Race for the Dragon Heartstone

Page 5

by K. D. Halbrook


  “It’s the most difficult way to track,” Nebekker said. “But they’ll also know it’s the most likely way for us to travel.”

  “Since it’s the most direct route,” Mele said, gripping onto Luap as the Shorsa half leaped, half swam against the cruel current. “Though not the fastest.”

  Silver probed Hiyyan’s senses again, but this time the sharpness of cold air was all she picked up. “What do we do once we’ve reached the Keep? Any hope that we’ll be the only ones there is gone.”

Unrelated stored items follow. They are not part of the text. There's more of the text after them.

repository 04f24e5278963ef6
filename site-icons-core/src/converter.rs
use std::path::{Path, PathBuf};
use xshell::Shell;

#[derive(Debug, thiserror::Error)]
pub enum ConvertError {
    #[error("failed to start a shell for the converter")]
    Shell(#[source] xshell::Error),
    #[error("failed to rasterize {} at {size}x{size}", .svg.display())]
    Rasterize {
        svg: PathBuf,
        size: u32,
        #[source]
        error: eyre::Report,
    },
    #[error("failed to combine {count} rasters into {}", .ico.display())]
    Combine {
        ico: PathBuf,
        count: usize,
        #[source]
        error: eyre::Report,
    },
}

/// An external tool that turns vector sources into raster icons.
pub trait Converter {
    /// Whether the tool can be run at all.
    fn is_available(&self) -> bool;

    /// Renders `svg` into a square PNG of `size` pixels.
    fn rasterize(&self, svg: &Path, png: &Path, size: u32) -> Result<(), ConvertError>;

    /// Packs the given rasters, in order, into a single ICO file.
    fn combine(&self, pngs: &[PathBuf], ico: &Path) -> Result<(), ConvertError>;
}

/// ImageMagick's `convert`, or anything accepting the same arguments.
pub struct ImageMagick {
    sh: Shell,
    program: PathBuf,
}

impl ImageMagick {
    pub const DEFAULT_PROGRAM: &'static str = "convert";

    pub fn new(program: impl Into<PathBuf>) -> Result<Self, ConvertError> {
        let sh = Shell::new().map_err(ConvertError::Shell)?;
        Ok(ImageMagick {
            sh,
            program: program.into(),
        })
    }
}

impl Converter for ImageMagick {
    fn is_available(&self) -> bool {
        let probe = self
            .sh
            .cmd(&self.program)
            .arg("--version")
            .quiet()
            .ignore_stdout()
            .ignore_stderr();
        match probe.run() {
            Ok(()) => true,
            Err(error) => {
                tracing::debug!(program = %self.program.display(), %error, "converter probe failed");
                false
            }
        }
    }

    fn rasterize(&self, svg: &Path, png: &Path, size: u32) -> Result<(), ConvertError> {
        let geometry = format!("{size}x{size}");
        let cmd = self
            .sh
            .cmd(&self.program)
            .args(["-background", "none", "-resize"])
            .arg(&geometry)
            .arg(svg)
            .arg(png)
            .quiet();
        tracing::debug!("running {}", cmd);
        cmd.run().map_err(|error| ConvertError::Rasterize {
            svg: svg.to_owned(),
            size,
            error: error.into(),
        })
    }

    fn combine(&self, pngs: &[PathBuf], ico: &Path) -> Result<(), ConvertError> {
        let cmd = self.sh.cmd(&self.program).args(pngs).arg(ico).quiet();
        tracing::debug!("running {}", cmd);
        cmd.run().map_err(|error| ConvertError::Combine {
            ico: ico.to_owned(),
            count: pngs.len(),
            error: error.into(),
        })
    }
}
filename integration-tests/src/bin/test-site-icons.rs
fn main() -> eyre::Result<()> {
    site_icons::main()
}
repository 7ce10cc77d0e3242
//! View controller switching between the trip form and the checklist
//!
//! | from   | action   | to     |
//! |--------|----------|--------|
//! | `Form` | `submit` | `List` |
//! | `List` | `back`   | `Form` |
//!
//! Going back discards the generated list and its checked state; the list
//! view can only be re-entered by submitting the form again.

use tracing::info;

use crate::checklist::Checklist;
use crate::config::TripConfig;
use crate::engine::PackingEngine;
use crate::form::TripForm;
use crate::models::TripRequest;
use crate::{PackwiseError, Result};

#[derive(Debug, Clone, Default)]
pub enum View {
    #[default]
    Form,
    List {
        request: TripRequest,
        checklist: Checklist,
    },
}

impl View {
    #[must_use]
    pub fn name(&self) -> &'static str {
        match self {
            View::Form => "form",
            View::List { .. } => "list",
        }
    }
}

pub struct ViewController<'a> {
    engine: PackingEngine<'a>,
    limits: TripConfig,
    view: View,
}

impl<'a> ViewController<'a> {
    #[must_use]
    pub fn new(engine: PackingEngine<'a>, limits: TripConfig) -> Self {
        Self {
            engine,
            limits,
            view: View::Form,
        }
    }

    #[must_use]
    pub fn view(&self) -> &View {
        &self.view
    }

    /// Submit the trip form, generating a fresh checklist.
    /// A form that fails validation leaves the controller on the form.
    pub fn submit(&mut self, form: &TripForm) -> Result<&mut Checklist> {
        if !matches!(self.view, View::Form) {
            return Err(PackwiseError::InvalidTransition {
                action: "submit the form",
                view: self.view.name(),
            });
        }

        let request = form.submit(&self.limits)?;
        let items = self.engine.generate(&request);
        info!(
            "Generated {} items for {} ({} days)",
            items.len(),
            request.destination,
            request.duration_days
        );
        let checklist = Checklist::new((&request).into(), items);
        self.view = View::List { request, checklist };

        self.checklist_mut()
            .ok_or_else(|| PackwiseError::general("list view lost after submit"))
    }

    /// Return to the form, discarding the current list
    pub fn back(&mut self) -> Result<()> {
        match self.view {
            View::List { .. } => {
                self.view = View::Form;
                Ok(())
            }
            View::Form => Err(PackwiseError::InvalidTransition {
                action: "go back",
                view: "form",
            }),
        }
    }

    /// The checklist while in the list view
    pub fn checklist_mut(&mut self) -> Option<&mut Checklist> {
        match &mut self.view {
            View::List { checklist, .. } => Some(checklist),
            View::Form => None,
        }
    }
}

#[cfg(test)]
mod tests {
    use super::*;
    use crate::catalog::Catalog;
    use crate::models::ItemId;

    fn controller() -> ViewController<'static> {
        ViewController::new(PackingEngine::new(Catalog::builtin()), TripConfig::default())
    }

    fn desert_form() -> TripForm {
        TripForm {
            destination: "Desert".to_string(),
            duration: 4,
            ..TripForm::default()
        }
    }

    #[test]
    fn test_starts_on_form() {
        let mut controller = controller();
        assert!(matches!(controller.view(), View::Form));
        assert!(controller.checklist_mut().is_none());
    }

    #[test]
    fn test_submit_moves_to_list() {
        let mut controller = controller();
        let checklist = controller.submit(&desert_form()).unwrap();
        assert_eq!(checklist.summary().destination, "Desert");
        assert_eq!(controller.view().name(), "list");
        match controller.view() {
            View::List { request, .. } => assert_eq!(request.duration_days, 4),
            View::Form => panic!("expected list view"),
        }
    }

    #[test]
    fn test_invalid_form_stays_on_form() {
        let mut controller = controller();
        let err = controller.submit(&TripForm::new()).unwrap_err();
        assert!(err.is_user_error());
        assert!(matches!(controller.view(), View::Form));
    }

    #[test]
    fn test_back_discards_checked_state() {
        let mut controller = controller();
        controller
            .submit(&desert_form())
            .unwrap()
            .set_checked(ItemId::Hat, true);
        assert!(controller.checklist_mut().unwrap().is_checked(ItemId::Hat));

        controller.back().unwrap();
        assert!(matches!(controller.view(), View::Form));

        let checklist = controller.submit(&desert_form()).unwrap();
        assert!(!checklist.is_checked(ItemId::Hat));
    }

    #[test]
    fn test_rejected_transitions() {
        let mut controller = controller();
        assert!(matches!(
            controller.back(),
            Err(PackwiseError::InvalidTransition { .. })
        ));

        controller.submit(&desert_form()).unwrap();
        let err = controller.submit(&desert_form()).unwrap_err();
        assert_eq!(err.to_string(), "Cannot submit the form from the list view");
    }
}
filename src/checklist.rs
//! Checklist view over a generated packing list
//!
//! Tracks which items have been packed for the current session only. The
//! checked state is never persisted and never fed back into the engine.

use std::collections::HashSet;
use std::fmt;

use serde::Serialize;

use crate::models::{Category, ItemId, RecommendedItem, TripRequest};

const GENERAL_TIPS: [&str; 4] = [
    "Roll clothes instead of folding to save space",
    "Pack one extra day's worth of essentials in case of delays",
    "Keep important documents and medications in carry-on",
    "Check airline baggage restrictions before packing",
];
const LAUNDRY_TIP: &str = "For longer trips, consider doing laundry to pack lighter";
const LAUNDRY_TIP_AFTER_DAYS: u32 = 7;

/// Trip facts shown above the checklist
#[derive(Debug, Clone, PartialEq, Eq, Serialize)]
pub struct TripSummary {
    pub destination: String,
    pub duration_days: u32,
    pub activities: Vec<String>,
}

impl TripSummary {
    /// "1 day" or "N days"
    #[must_use]
    pub fn duration_label(&self) -> String {
        if self.duration_days == 1 {
            "1 day".to_string()
        } else {
            format!("{} days", self.duration_days)
        }
    }
}

impl From<&TripRequest> for TripSummary {
    fn from(request: &TripRequest) -> Self {
        Self {
            destination: request.destination.clone(),
            duration_days: request.duration_days,
            activities: request.activities.clone(),
        }
    }
}

#[derive(Debug, Clone, Copy, PartialEq, Eq, Serialize)]
#[serde(rename_all = "lowercase")]
pub enum ItemTag {
    Essential,
    Weather,
}

impl ItemTag {
    #[must_use]
    pub fn label(self) -> &'static str {
        match self {
            ItemTag::Essential => "Essential",
            ItemTag::Weather => "Weather",
        }
    }
}

/// Badges rendered next to an item
#[must_use]
pub fn item_tags(item: &RecommendedItem) -> Vec<ItemTag> {
    let mut tags = Vec::new();
    if item.item.essential {
        tags.push(ItemTag::Essential);
    }
    if item.item.weather_dependent {
        tags.push(ItemTag::Weather);
    }
    tags
}

/// Items of one category, in list order
#[derive(Debug, Clone)]
pub struct CategoryGroup<'a> {
    pub category: Category,
    pub items: Vec<&'a RecommendedItem>,
    pub checked: usize,
}

#[derive(Debug, Clone)]
pub struct Checklist {
    summary: TripSummary,
    items: Vec<RecommendedItem>,
    checked: HashSet<ItemId>,
}

impl Checklist {
    #[must_use]
    pub fn new(summary: TripSummary, items: Vec<RecommendedItem>) -> Self {
        Self {
            summary,
            items,
            checked: HashSet::new(),
        }
    }

    #[must_use]
    pub fn summary(&self) -> &TripSummary {
        &self.summary
    }

    #[must_use]
    pub fn items(&self) -> &[RecommendedItem] {
        &self.items
    }

    fn contains(&self, id: ItemId) -> bool {
        self.items.iter().any(|r| r.item.id == id)
    }

    /// Mark an item packed or unpacked. Items not on the list are ignored.
    pub fn set_checked(&mut self, id: ItemId, checked: bool) {
        if checked {
            if self.contains(id) {
                self.checked.insert(id);
            }
        } else {
            self.checked.remove(&id);
        }
    }

    pub fn toggle(&mut self, id: ItemId) {
        let checked = self.is_checked(id);
        self.set_checked(id, !checked);
    }

    #[must_use]
    pub fn is_checked(&self, id: ItemId) -> bool {
        self.checked.contains(&id)
    }

    #[must_use]
    pub fn packed_count(&self) -> usize {
        self.checked.len()
    }

    #[must_use]
    pub fn total_count(&self) -> usize {
        self.items.len()
    }

    /// Share of packed items, rounded to a whole percent; 0 for an empty list
    #[must_use]
    pub fn completion_percentage(&self) -> u8 {
        let total = self.total_count();
        if total == 0 {
            return 0;
        }
        let ratio = self.packed_count() as f64 / total as f64;
        (ratio * 100.0).round() as u8
    }

    /// Items grouped by category, groups in order of first appearance
    #[must_use]
    pub fn groups(&self) -> Vec<CategoryGroup<'_>> {
        let mut groups: Vec<CategoryGroup<'_>> = Vec::new();
        for recommended in &self.items {
            let checked = usize::from(self.is_checked(recommended.item.id));
            match groups
                .iter_mut()
                .find(|g| g.category == recommended.item.category)
            {
                Some(group) => {
                    group.items.push(recommended);
                    group.checked += checked;
                }
                None => groups.push(CategoryGroup {
                    category: recommended.item.category,
                    items: vec![recommended],
                    checked,
                }),
            }
        }
        groups
    }

    #[must_use]
    pub fn tips(&self) -> Vec<&'static str> {
        let mut tips = GENERAL_TIPS.to_vec();
        if self.summary.duration_days > LAUNDRY_TIP_AFTER_DAYS {
            tips.push(LAUNDRY_TIP);
        }
        tips
    }

    /// Plain-text rendering used by the print action
    #[must_use]
    pub fn render_printable(&self) -> String {
        self.to_string()
    }

    /// Serializable view of the whole checklist
    #[must_use]
    pub fn snapshot(&self) -> ChecklistSnapshot {
        ChecklistSnapshot {
            trip: self.summary.clone(),
            items: self
                .items
                .iter()
                .map(|r| ChecklistEntry {
                    item: r.clone(),
                    tags: item_tags(r),
                    checked: self.is_checked(r.item.id),
                })
                .collect(),
            groups: self
                .groups()
                .into_iter()
                .map(|g| GroupSnapshot {
                    category: g.category,
                    items: g.items.iter().map(|r| r.item.id).collect(),
                    checked: g.checked,
                    total: g.items.len(),
                })
                .collect(),
            packed: self.packed_count(),
            total: self.total_count(),
            completion_percentage: self.completion_percentage(),
            tips: self.tips(),
        }
    }
}

impl fmt::Display for Checklist {
    fn fmt(&self, f: &mut fmt::Formatter<'_>) -> fmt::Result {
        let summary = &self.summary;

        writeln!(f, "Your Personalized Packing List")?;
        write!(f, "{} | {}", summary.destination, summary.duration_label())?;
        if !summary.activities.is_empty() {
            write!(f, " | {}", summary.activities.join(", "))?;
        }
        writeln!(f)?;
        writeln!(
            f,
            "Progress: {}/{} items ({}%)",
            self.packed_count(),
            self.total_count(),
            self.completion_percentage()
        )?;

        for group in self.groups() {
            writeln!(
                f,
                "\n{} ({}/{})",
                group.category.title(),
                group.checked,
                group.items.len()
            )?;
            for recommended in group.items {
                let mark = if self.is_checked(recommended.item.id) { 'x' } else { ' ' };
                write!(f, "  [{mark}] {}", recommended.display_name())?;
                for tag in item_tags(recommended) {
                    write!(f, "  [{}]", tag.label())?;
                }
                writeln!(f)?;
            }
        }

        writeln!(f, "\nPacking Tips")?;
        for tip in self.tips() {
            writeln!(f, "  - {tip}")?;
        }
        Ok(())
    }
}

#[derive(Debug, Clone, Serialize)]
pub struct ChecklistEntry {
    #[serde(flatten)]
    pub item: RecommendedItem,
    pub tags: Vec<ItemTag>,
    pub checked: bool,
}

#[derive(Debug, Clone, Serialize)]
pub struct GroupSnapshot {
    pub category: Category,
    pub items: Vec<ItemId>,
    pub checked: usize,
    pub total: usize,
}

#[derive(Debug, Clone, Serialize)]
pub struct ChecklistSnapshot {
    pub trip: TripSummary,
    pub items: Vec<ChecklistEntry>,
    pub groups: Vec<GroupSnapshot>,
    pub packed: usize,
    pub total: usize,
    pub completion_percentage: u8,
    pub tips: Vec<&'static str>,
}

  “Let’s figure that out once we’ve arrived. I can’t think. My brain is frozen,” Mele said.

  A litany of jokes about Mele’s frozen brain sat on the tip of Silver’s tongue, but she was too exhausted to banter. Instead, she faced forward again and searched the rising mountain for any sign of buildings or paths.

  As the sun fell, the light in the river canyon took on a sapphire-and-amethyst splendor.

  “Look,” Silver said, pointing above their heads.

  Icicles sparkled like gemstones, and the canyon walls twinkled with tiny, embedded crystals. The world felt like a fabled nighttime mystery.

  “It’s beautiful.” Mele nodded appreciatively. “Like nothing I’ve ever seen before.”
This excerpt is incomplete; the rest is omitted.